Fiddling Fungi

Italian luthier Antonio Stradivari (1644 – 1737) is generally considered the greatest artisan of stringed instruments. His violins – Stradivarius – are particularly legendary. Working wood to one’s will so that it produces a superb sound is an almost mystical craft. The choice of wood is crucial. Stradivari’s secret was having a friend in fungus.

Stradivari worked during a time when Europe had a cool climate: between 1645 and 1715. Trees during the longer winters and cooler summers would have adopted a conservative growth strategy: growing wood slowly and evenly, producing particularly dense, stiff wood.

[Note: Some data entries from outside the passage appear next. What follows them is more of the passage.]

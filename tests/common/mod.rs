//! Mock OpenAI-compatible audio API shared by the integration tests.
#![allow(dead_code)]

use axum::{
    body::Bytes,
    extract::State,
    http::{HeaderMap, StatusCode},
    response::{IntoResponse, Response},
    routing::post,
    Json, Router,
};
use std::sync::atomic::{AtomicUsize, Ordering};
use std::sync::{Arc, Mutex};

pub const API_KEY: &str = "test-key";
pub const TRANSCRIPT: &str = "sample transcribed text";

/// What the mock saw, plus knobs for failure injection.
#[derive(Clone, Default)]
pub struct MockState {
    /// `input` of every speech request, in arrival order.
    pub speech_inputs: Arc<Mutex<Vec<String>>>,
    /// Raw multipart bodies of transcription requests.
    pub uploads: Arc<Mutex<Vec<Vec<u8>>>>,
    /// Number of upcoming requests (either endpoint) to answer with 500.
    pub fail_next: Arc<AtomicUsize>,
    /// Answer every request with 500.
    pub always_fail: bool,
}

impl MockState {
    pub fn failing() -> Self {
        Self {
            always_fail: true,
            ..Self::default()
        }
    }

    pub fn speech_inputs(&self) -> Vec<String> {
        self.speech_inputs.lock().unwrap().clone()
    }

    pub fn uploads(&self) -> Vec<Vec<u8>> {
        self.uploads.lock().unwrap().clone()
    }

    fn should_fail(&self) -> bool {
        if self.always_fail {
            return true;
        }
        self.fail_next
            .fetch_update(Ordering::SeqCst, Ordering::SeqCst, |n| n.checked_sub(1))
            .is_ok()
    }
}

fn authorized(headers: &HeaderMap) -> bool {
    headers
        .get("authorization")
        .and_then(|v| v.to_str().ok())
        .map(|v| v == format!("Bearer {}", API_KEY))
        .unwrap_or(false)
}

async fn transcriptions(State(state): State<MockState>, headers: HeaderMap, body: Bytes) -> Response {
    if !authorized(&headers) {
        return (StatusCode::UNAUTHORIZED, "bad key").into_response();
    }
    if state.should_fail() {
        return (StatusCode::INTERNAL_SERVER_ERROR, "Internal Server Error").into_response();
    }
    let is_multipart = headers
        .get("content-type")
        .and_then(|v| v.to_str().ok())
        .map(|v| v.starts_with("multipart/form-data"))
        .unwrap_or(false);
    if !is_multipart {
        return (StatusCode::BAD_REQUEST, "expected multipart").into_response();
    }
    state.uploads.lock().unwrap().push(body.to_vec());
    Json(serde_json::json!({ "text": TRANSCRIPT })).into_response()
}

/// Echoes the input back as the "audio" so tests can match parts to chunks.
async fn speech(
    State(state): State<MockState>,
    headers: HeaderMap,
    Json(body): Json<serde_json::Value>,
) -> Response {
    if !authorized(&headers) {
        return (StatusCode::UNAUTHORIZED, "bad key").into_response();
    }
    if state.should_fail() {
        return (StatusCode::INTERNAL_SERVER_ERROR, "Internal Server Error").into_response();
    }
    let input = body["input"].as_str().unwrap_or_default().to_string();
    state.speech_inputs.lock().unwrap().push(input.clone());
    (StatusCode::OK, format!("AUDIO:{}", input)).into_response()
}

/// Serve the mock on an ephemeral port; returns the base URL (`.../v1`).
pub async fn start_mock(state: MockState) -> String {
    let app = Router::new()
        .route("/v1/audio/transcriptions", post(transcriptions))
        .route("/v1/audio/speech", post(speech))
        .with_state(state);

    let listener = tokio::net::TcpListener::bind("127.0.0.1:0").await.unwrap();
    let addr = listener.local_addr().unwrap();
    tokio::spawn(async move {
        axum::serve(listener, app).await.unwrap();
    });
    format!("http://{}/v1", addr)
}

/// Does `haystack` contain `needle` as a byte substring?
pub fn contains_bytes(haystack: &[u8], needle: &[u8]) -> bool {
    haystack.windows(needle.len()).any(|w| w == needle)
}
//! Configuration file loading and validation.
//!
//! The file holds the vendor credentials and model choices. It is YAML by
//! default; a `.toml` extension switches the parser to TOML. Keys are
//! camelCase in both formats:
//!
//! ```yaml
//! apiKey: sk-...
//! timeout: 60
//! maxRetries: 0
//! model: whisper-1
//! tts:
//!   voice: nova
//!   maxChars: 4096
//! ```

use anyhow::{bail, Context, Result};
use serde::Deserialize;
use std::path::Path;

use speech_relay_core::chunk::{Chunker, DEFAULT_MAX_CHARS};

/// Root of the OpenAI-compatible audio API.
pub const DEFAULT_BASE_URL: &str = "https://api.openai.com/v1";

/// Environment variable consulted when the file has no `apiKey`.
pub const API_KEY_ENV: &str = "OPENAI_API_KEY";

#[derive(Debug, Deserialize, Clone)]
#[serde(rename_all = "camelCase")]
pub struct Config {
    #[serde(default)]
    pub api_key: Option<String>,
    /// Request timeout in seconds.
    #[serde(default = "default_timeout")]
    pub timeout: u64,
    #[serde(default)]
    pub max_retries: u32,
    /// Transcription model.
    #[serde(default = "default_model")]
    pub model: String,
    #[serde(default = "default_base_url")]
    pub base_url: String,
    #[serde(default)]
    pub tts: TtsConfig,
}

#[derive(Debug, Deserialize, Clone)]
#[serde(rename_all = "camelCase")]
pub struct TtsConfig {
    #[serde(default = "default_tts_model")]
    pub model: String,
    #[serde(default = "default_voice")]
    pub voice: String,
    #[serde(default = "default_response_format")]
    pub response_format: String,
    #[serde(default = "default_max_chars")]
    pub max_chars: usize,
}

impl Default for TtsConfig {
    fn default() -> Self {
        Self {
            model: default_tts_model(),
            voice: default_voice(),
            response_format: default_response_format(),
            max_chars: DEFAULT_MAX_CHARS,
        }
    }
}

impl Default for Config {
    fn default() -> Self {
        Self {
            api_key: None,
            timeout: default_timeout(),
            max_retries: 0,
            model: default_model(),
            base_url: default_base_url(),
            tts: TtsConfig::default(),
        }
    }
}

fn default_timeout() -> u64 {
    60
}
fn default_model() -> String {
    "whisper-1".to_string()
}
fn default_base_url() -> String {
    DEFAULT_BASE_URL.to_string()
}
fn default_tts_model() -> String {
    "tts-1-hd".to_string()
}
fn default_voice() -> String {
    "nova".to_string()
}
fn default_response_format() -> String {
    "mp3".to_string()
}
fn default_max_chars() -> usize {
    DEFAULT_MAX_CHARS
}

impl Config {
    /// Chunker bounded by `tts.maxChars`.
    pub fn chunker(&self) -> Result<Chunker> {
        Chunker::new(self.tts.max_chars).context("invalid tts.maxChars")
    }
}

/// Read, parse, and validate the config file at `path`.
///
/// A missing or empty `apiKey` is filled from `OPENAI_API_KEY` when set.
pub fn load_config(path: &Path) -> Result<Config> {
    let content = std::fs::read_to_string(path)
        .with_context(|| format!("Failed to read config file: {}", path.display()))?;

    let mut config = parse_config(path, &content)?;
    config.api_key = resolve_api_key(config.api_key.take(), std::env::var(API_KEY_ENV).ok());

    validate(&config)?;
    Ok(config)
}

fn parse_config(path: &Path, content: &str) -> Result<Config> {
    match path.extension().and_then(|ext| ext.to_str()) {
        Some("toml") => toml::from_str(content)
            .with_context(|| format!("Failed to parse TOML config: {}", path.display())),
        _ => serde_yaml::from_str(content)
            .with_context(|| format!("Failed to parse YAML config: {}", path.display())),
    }
}

/// The configured key wins unless it is blank.
fn resolve_api_key(configured: Option<String>, from_env: Option<String>) -> Option<String> {
    configured
        .filter(|key| !key.trim().is_empty())
        .or_else(|| from_env.filter(|key| !key.trim().is_empty()))
}

fn validate(config: &Config) -> Result<()> {
    if config.timeout == 0 {
        bail!("timeout must be > 0");
    }
    if config.tts.max_chars == 0 {
        bail!("tts.maxChars must be > 0");
    }
    if config.model.trim().is_empty() {
        bail!("model must not be empty");
    }
    if !(config.base_url.starts_with("http://") || config.base_url.starts_with("https://")) {
        bail!(
            "baseUrl must start with http:// or https://, got '{}'",
            config.base_url
        );
    }
    Ok(())
}
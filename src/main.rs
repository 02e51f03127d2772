//! # Speech Relay CLI (`speech`)
//!
//! Transcribes an audio file, synthesizes speech from a text file, or does
//! both in sequence, using the vendor credentials from a config file.
//!
//! ## Usage
//!
//! ```bash
//! speech --file <path> [--op transcribe|tts|both] [--lang en] [--config config.yaml]
//! ```
//!
//! ## Examples
//!
//! ```bash
//! # Print the transcript of a recording
//! speech --file interview.mp3
//!
//! # Read a text file aloud; parts land in ./audio
//! speech --file chapter1.txt --op tts --out-dir audio
//!
//! # Transcribe German audio, keep the transcript, and re-synthesize it
//! speech --file vortrag.m4a --lang de --op both --transcript vortrag.txt
//! ```

use clap::Parser;
use std::path::PathBuf;

use speech_relay::config;
use speech_relay::pipeline::{self, Operation, RunOptions};
use speech_relay::progress::ProgressMode;
use speech_relay::telemetry;

/// Speech Relay: transcription and text-to-speech through an
/// OpenAI-compatible audio API.
#[derive(Parser)]
#[command(
    name = "speech",
    about = "Transcribe audio and synthesize speech through an OpenAI-compatible audio API",
    version,
    long_about = "Speech Relay uploads audio for transcription, splits text into chunks the \
    speech endpoint accepts, and writes each synthesized chunk as a numbered audio file. \
    Credentials and model choices are read from a YAML (or TOML) config file."
)]
struct Cli {
    /// Audio file to transcribe, or `.txt` file to synthesize with `--op tts`.
    #[arg(long)]
    file: PathBuf,

    /// Language of the audio (ISO-639-1 code).
    #[arg(long, default_value = "en")]
    lang: String,

    /// Path to configuration file (YAML, or TOML when the extension is `.toml`).
    #[arg(long, default_value = "config.yaml")]
    config: PathBuf,

    /// Operation mode.
    #[arg(long, value_enum, default_value_t = Operation::Transcribe)]
    op: Operation,

    /// Directory for synthesized audio parts (created if missing).
    #[arg(long, default_value = ".")]
    out_dir: PathBuf,

    /// Also write the transcript to this file.
    #[arg(long)]
    transcript: Option<PathBuf>,

    /// Progress on stderr. Defaults to `human` on a terminal, `off` otherwise.
    #[arg(long, value_enum)]
    progress: Option<ProgressMode>,
}

#[tokio::main]
async fn main() -> anyhow::Result<()> {
    let cli = Cli::parse();
    telemetry::init_tracing();

    let cfg = config::load_config(&cli.config)?;

    let reporter = cli
        .progress
        .unwrap_or_else(ProgressMode::default_for_tty)
        .reporter();

    let options = RunOptions {
        file: cli.file,
        language: cli.lang,
        operation: cli.op,
        out_dir: cli.out_dir,
        transcript: cli.transcript,
    };

    pipeline::run(&cfg, &options, reporter.as_ref()).await
}
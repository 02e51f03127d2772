//! # Speech Relay Core
//!
//! Shared, I/O-free logic for speech-relay: the text chunker that bounds
//! every text-to-speech request, and the serde types exchanged with the
//! vendor's transcription and speech endpoints.
//!
//! This crate contains no tokio, reqwest, or filesystem access.

pub mod chunk;
pub mod models;
//! Transcription and synthesis progress reporting.
//!
//! Reports observable progress while a file is uploaded for transcription
//! and while text is synthesized part by part, so long inputs show how much
//! is left. Progress is emitted on **stderr** so stdout remains parseable for
//! scripts.

use std::io::Write;

/// A single progress event.
#[derive(Clone, Debug, PartialEq, Eq)]
pub enum ProgressEvent {
    /// Audio file is being uploaded and transcribed. Duration unknown.
    Transcribing { file: String },
    /// Part `n` (1-based) of `total` has been synthesized.
    Synthesizing { n: u64, total: u64 },
}

/// Reports progress. Implementations write to stderr (human or JSON).
pub trait ProgressReporter: Send + Sync {
    /// Emit a progress event. Called from the pipeline.
    fn report(&self, event: ProgressEvent);
}

/// Human-friendly progress on stderr: "tts  part 12 / 1,024".
pub struct StderrProgress;

impl ProgressReporter for StderrProgress {
    fn report(&self, event: ProgressEvent) {
        let _ = std::io::stderr()
            .lock()
            .write_all(human_line(&event).as_bytes());
        let _ = std::io::stderr().lock().flush();
    }
}

fn human_line(event: &ProgressEvent) -> String {
    match event {
        ProgressEvent::Transcribing { file } => {
            format!("transcribe  {}  uploading...\n", file)
        }
        ProgressEvent::Synthesizing { n, total } => {
            format!(
                "tts  part {} / {}\n",
                format_number(*n),
                format_number(*total)
            )
        }
    }
}

/// Machine-readable progress: one JSON object per line on stderr.
pub struct JsonProgress;

impl ProgressReporter for JsonProgress {
    fn report(&self, event: ProgressEvent) {
        if let Ok(line) = serde_json::to_string(&json_value(&event)) {
            let _ = writeln!(std::io::stderr().lock(), "{}", line);
            let _ = std::io::stderr().lock().flush();
        }
    }
}

fn json_value(event: &ProgressEvent) -> serde_json::Value {
    match event {
        ProgressEvent::Transcribing { file } => serde_json::json!({
            "event": "progress",
            "phase": "transcribing",
            "file": file
        }),
        ProgressEvent::Synthesizing { n, total } => serde_json::json!({
            "event": "progress",
            "phase": "synthesizing",
            "n": n,
            "total": total
        }),
    }
}

/// No-op reporter when progress is disabled.
pub struct NoProgress;

impl ProgressReporter for NoProgress {
    fn report(&self, _event: ProgressEvent) {}
}

fn format_number(n: u64) -> String {
    let s = n.to_string();
    let mut result = String::with_capacity(s.len() + (s.len() - 1) / 3);
    let chars: Vec<char> = s.chars().rev().collect();
    for (i, c) in chars.iter().enumerate() {
        if i > 0 && i % 3 == 0 {
            result.push(',');
        }
        result.push(*c);
    }
    result.chars().rev().collect()
}

/// Progress mode for the CLI: off, human (stderr), or JSON (stderr).
#[derive(Clone, Copy, Debug, Eq, PartialEq, clap::ValueEnum)]
pub enum ProgressMode {
    Off,
    Human,
    Json,
}

impl ProgressMode {
    /// Default: human progress when stderr is a TTY, otherwise off.
    pub fn default_for_tty() -> Self {
        if atty::is(atty::Stream::Stderr) {
            ProgressMode::Human
        } else {
            ProgressMode::Off
        }
    }

    /// Build a reporter for this mode.
    pub fn reporter(&self) -> Box<dyn ProgressReporter> {
        match self {
            ProgressMode::Off => Box::new(NoProgress),
            ProgressMode::Human => Box::new(StderrProgress),
            ProgressMode::Json => Box::new(JsonProgress),
        }
    }
}
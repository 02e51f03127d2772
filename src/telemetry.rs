//! Logging setup.
//!
//! Diagnostics go through `tracing` and are written to stderr. Verbosity is
//! controlled by `RUST_LOG` (default `warn`, so only retries and failures
//! show up); `SPEECH_LOG_FORMAT=json` switches to one JSON object per line.

/// Environment variable selecting the log format.
pub const LOG_FORMAT_ENV: &str = "SPEECH_LOG_FORMAT";

pub fn logs_are_json() -> bool {
    matches!(std::env::var(LOG_FORMAT_ENV).as_deref(), Ok("json"))
}

/// Install the global subscriber. Safe to call more than once.
pub fn init_tracing() {
    use tracing_subscriber::prelude::*;
    use tracing_subscriber::{fmt, EnvFilter};

    let filter = EnvFilter::try_from_default_env().unwrap_or_else(|_| EnvFilter::new("warn"));

    let fmt_layer = fmt::layer()
        .with_target(false)
        .with_writer(std::io::stderr);
    let builder = tracing_subscriber::registry().with(filter);

    if logs_are_json() {
        let _ = builder.with(fmt_layer.json().flatten_event(true)).try_init();
    } else {
        let _ = builder.with(fmt_layer.compact()).try_init();
    }
}
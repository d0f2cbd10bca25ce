use std::env;
use std::path::PathBuf;

fn main() {
    let crate_dir = env::var("CARGO_MANIFEST_DIR").expect("CARGO_MANIFEST_DIR is set by cargo");
    let out = PathBuf::from(&crate_dir).join("include").join("posts_ffi.h");

    println!("cargo:rerun-if-changed=src/lib.rs");
    println!("cargo:rerun-if-changed=src/types.rs");

    let config = cbindgen::Config {
        language: cbindgen::Language::C,
        include_guard: Some("POSTS_FFI_H".to_string()),
        cpp_compat: true,
        ..Default::default()
    };

    match cbindgen::Builder::new()
        .with_crate(&crate_dir)
        .with_config(config)
        .generate()
    {
        Ok(bindings) => {
            bindings.write_to_file(out);
        }
        Err(e) => println!("cargo:warning=skipping C header generation: {e}"),
    }
}
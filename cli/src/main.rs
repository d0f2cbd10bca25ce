//! `posts` — terminal host for the posts list/detail core.

mod app;
mod args;
mod transport;

use std::io;

use anyhow::Result;
use clap::Parser;
use posts_core::{ClientConfig, CoordinatorConfig, PostsClient, ViewCoordinator};
use tracing_subscriber::EnvFilter;

use app::App;
use args::Args;
use transport::UreqTransport;

fn main() -> Result<()> {
    let args = Args::parse();

    let filter = EnvFilter::try_from_default_env()
        .unwrap_or_else(|_| EnvFilter::new(args.log_directive()));
    tracing_subscriber::fmt()
        .with_env_filter(filter)
        .with_writer(io::stderr)
        .init();

    let client_config = ClientConfig {
        base_url: args.base_url.clone(),
    };
    let coordinator = ViewCoordinator::new(
        PostsClient::from_config(&client_config),
        CoordinatorConfig {
            back_navigation: args.back_navigation,
        },
    );
    tracing::debug!(base_url = %client_config.base_url, "starting");

    let mut app = App::new(coordinator, UreqTransport::new());
    app.run(io::stdin().lock(), io::stdout().lock())
}
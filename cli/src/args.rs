use clap::Parser;
use posts_core::config::{BACK_NAVIGATION_ENV, BASE_URL_ENV, DEFAULT_BASE_URL};

#[derive(Debug, Parser)]
#[command(name = "posts", version, about = "Browse posts from a jsonplaceholder-style API")]
pub struct Args {
    /// API root serving /posts and /posts/{id}
    #[arg(long, env = BASE_URL_ENV, default_value = DEFAULT_BASE_URL)]
    pub base_url: String,

    /// Allow `b` to return from a post to the list
    #[arg(
        long = "back",
        env = BACK_NAVIGATION_ENV,
        value_parser = clap::builder::BoolishValueParser::new()
    )]
    pub back_navigation: bool,

    /// Increase log verbosity (-v debug, -vv trace)
    #[arg(short, long, action = clap::ArgAction::Count)]
    pub verbose: u8,
}

impl Args {
    pub fn log_directive(&self) -> &'static str {
        match self.verbose {
            0 => "info",
            1 => "debug",
            _ => "trace",
        }
    }
}
//! HTTP transport types for the host-does-IO pattern.
//!
//! # Design
//! Requests and responses are plain data. The core never opens a socket: it
//! hands an `HttpRequest` to the host inside an `Effect::Fetch` and receives
//! the matching `HttpResponse` back through `ViewCoordinator::resolve`.
//!
//! All fields use owned types so values can cross the C ABI without lifetime
//! concerns.

/// HTTP method for a request. The posts API is read-only.
#[derive(Debug, Clone, Copy, PartialEq, Eq)]
pub enum HttpMethod {
    Get,
}

impl HttpMethod {
    pub fn as_str(self) -> &'static str {
        match self {
            HttpMethod::Get => "GET",
        }
    }
}

/// An HTTP request described as plain data.
#[derive(Debug, Clone, PartialEq, Eq)]
pub struct HttpRequest {
    pub method: HttpMethod,
    pub url: String,
    pub headers: Vec<(String, String)>,
}

/// An HTTP response described as plain data, built by the host after it has
/// executed an `HttpRequest`.
#[derive(Debug, Clone)]
pub struct HttpResponse {
    pub status: u16,
    pub headers: Vec<(String, String)>,
    pub body: String,
}

impl HttpResponse {
    /// Response with the given status and body and no headers.
    pub fn new(status: u16, body: impl Into<String>) -> Self {
        Self {
            status,
            headers: Vec::new(),
            body: body.into(),
        }
    }
}
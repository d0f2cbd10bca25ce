//! Executes the core's HTTP requests.

use posts_core::{FetchError, HttpMethod, HttpRequest, HttpResponse};

pub trait Transport {
    fn execute(&self, request: &HttpRequest) -> Result<HttpResponse, FetchError>;
}

/// Blocking transport backed by a shared `ureq` agent.
pub struct UreqTransport {
    agent: ureq::Agent,
}

impl UreqTransport {
    pub fn new() -> Self {
        // Statuses are data for the core to judge, not transport errors.
        let agent = ureq::Agent::config_builder()
            .http_status_as_error(false)
            .build()
            .new_agent();
        Self { agent }
    }
}

impl Default for UreqTransport {
    fn default() -> Self {
        Self::new()
    }
}

impl Transport for UreqTransport {
    fn execute(&self, request: &HttpRequest) -> Result<HttpResponse, FetchError> {
        let mut call = match request.method {
            HttpMethod::Get => self.agent.get(&request.url),
        };
        for (key, value) in &request.headers {
            call = call.header(key, value);
        }
        let mut response = call
            .call()
            .map_err(|e| FetchError::Transport(e.to_string()))?;

        let status = response.status().as_u16();
        let body = response
            .body_mut()
            .read_to_string()
            .map_err(|e| FetchError::Transport(e.to_string()))?;
        Ok(HttpResponse::new(status, body))
    }
}
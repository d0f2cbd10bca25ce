//! Drive the C API end-to-end against the live mock server, acting as the
//! mobile shell: execute each fetch effect with ureq and report back by token.

use std::ffi::{CStr, CString};

use posts_ffi::types::{FfiEffectKind, FfiHttpResponse, FfiResolution, FfiViewKind};
use posts_ffi::*;

fn spawn_server() -> std::net::SocketAddr {
    let std_listener = std::net::TcpListener::bind("127.0.0.1:0").unwrap();
    let addr = std_listener.local_addr().unwrap();
    std_listener.set_nonblocking(true).unwrap();

    std::thread::spawn(move || {
        let rt = tokio::runtime::Builder::new_current_thread()
            .enable_all()
            .build()
            .unwrap();
        rt.block_on(async {
            let listener = tokio::net::TcpListener::from_std(std_listener).unwrap();
            mock_server::run(listener).await
        })
        .unwrap();
    });
    addr
}

/// Execute every fetch in `list`, resolve it, and free the list.
fn execute_all(
    coordinator: *mut posts_ffi::types::FfiCoordinator,
    list: *mut posts_ffi::types::FfiEffectList,
) -> Vec<FfiResolution> {
    let agent = ureq::Agent::config_builder()
        .http_status_as_error(false)
        .build()
        .new_agent();

    let l = unsafe { &*list };
    let items = if l.items.is_null() {
        &[][..]
    } else {
        unsafe { std::slice::from_raw_parts(l.items, l.len as usize) }
    };

    let mut resolutions = Vec::new();
    for effect in items {
        if effect.kind != FfiEffectKind::Fetch || posts_cancel_is_set(effect.cancel) {
            continue;
        }
        let url = unsafe { CStr::from_ptr(effect.url) }.to_str().unwrap();
        let mut response = agent.get(url).call().expect("HTTP transport error");
        let status = response.status().as_u16();
        let body = CString::new(response.body_mut().read_to_string().unwrap_or_default()).unwrap();
        let resp = FfiHttpResponse {
            status,
            body: body.as_ptr(),
        };
        resolutions.push(posts_coordinator_resolve(coordinator, effect.token, &resp));
    }
    posts_free_effects(list);
    resolutions
}

#[test]
fn shell_drives_list_and_detail() {
    let addr = spawn_server();
    let url = CString::new(format!("http://{addr}")).unwrap();
    let coordinator = posts_coordinator_new(url.as_ptr(), true);
    assert!(!coordinator.is_null());

    // Mount: list of ten posts.
    let resolutions = execute_all(coordinator, posts_coordinator_mount(coordinator));
    assert_eq!(resolutions, vec![FfiResolution::Applied]);
    let view = posts_coordinator_render(coordinator);
    let v = unsafe { &*view };
    assert_eq!(v.kind, FfiViewKind::List);
    assert_eq!(v.entries_len, 10);
    posts_free_view(view);

    // Select: detail for post 3.
    let resolutions = execute_all(coordinator, posts_coordinator_select(coordinator, 3));
    assert_eq!(resolutions, vec![FfiResolution::Applied]);
    let view = posts_coordinator_render(coordinator);
    let v = unsafe { &*view };
    assert_eq!(v.kind, FfiViewKind::Detail);
    assert_eq!(unsafe { CStr::from_ptr(v.text) }.to_str().unwrap(), "3: post 3");
    posts_free_view(view);

    // Unknown post: 404 keeps the loading view.
    let resolutions = execute_all(coordinator, posts_coordinator_select(coordinator, 77));
    assert_eq!(resolutions, vec![FfiResolution::Failed]);
    let view = posts_coordinator_render(coordinator);
    assert_eq!(unsafe { &*view }.kind, FfiViewKind::Loading);
    posts_free_view(view);

    // Back to the list.
    let list = posts_coordinator_back(coordinator);
    assert!(execute_all(coordinator, list).is_empty());
    let view = posts_coordinator_render(coordinator);
    assert_eq!(unsafe { &*view }.kind, FfiViewKind::List);
    posts_free_view(view);

    posts_free_effects(posts_coordinator_teardown(coordinator));
    posts_coordinator_free(coordinator);
}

Sound travels faster in hard wood than soft. Healthy hardwood is stiff and dense. Wood infected by fungus is degraded, its cells consumed or thinned.

Holey wood is worthless, but a fungus that thins wood’s cell walls without destroying them can be made into a musical instrument. Dead Moll’s Fingers (Xylaria longipes) is one such fungus. The wood retains its stiffness, but the fungus imparts its own signature.

Recent research has revealed that Stradivari likely used wood worked by Dead Moll’s Fingers, or a similar cell-thinning fungus, such as white rot (Physisporinus vitreus): dense, stiff wood, with cells loosened up a bit to let loose sublime sound.

Source:

“Magic mushrooms,” The Economist (22 September 2012).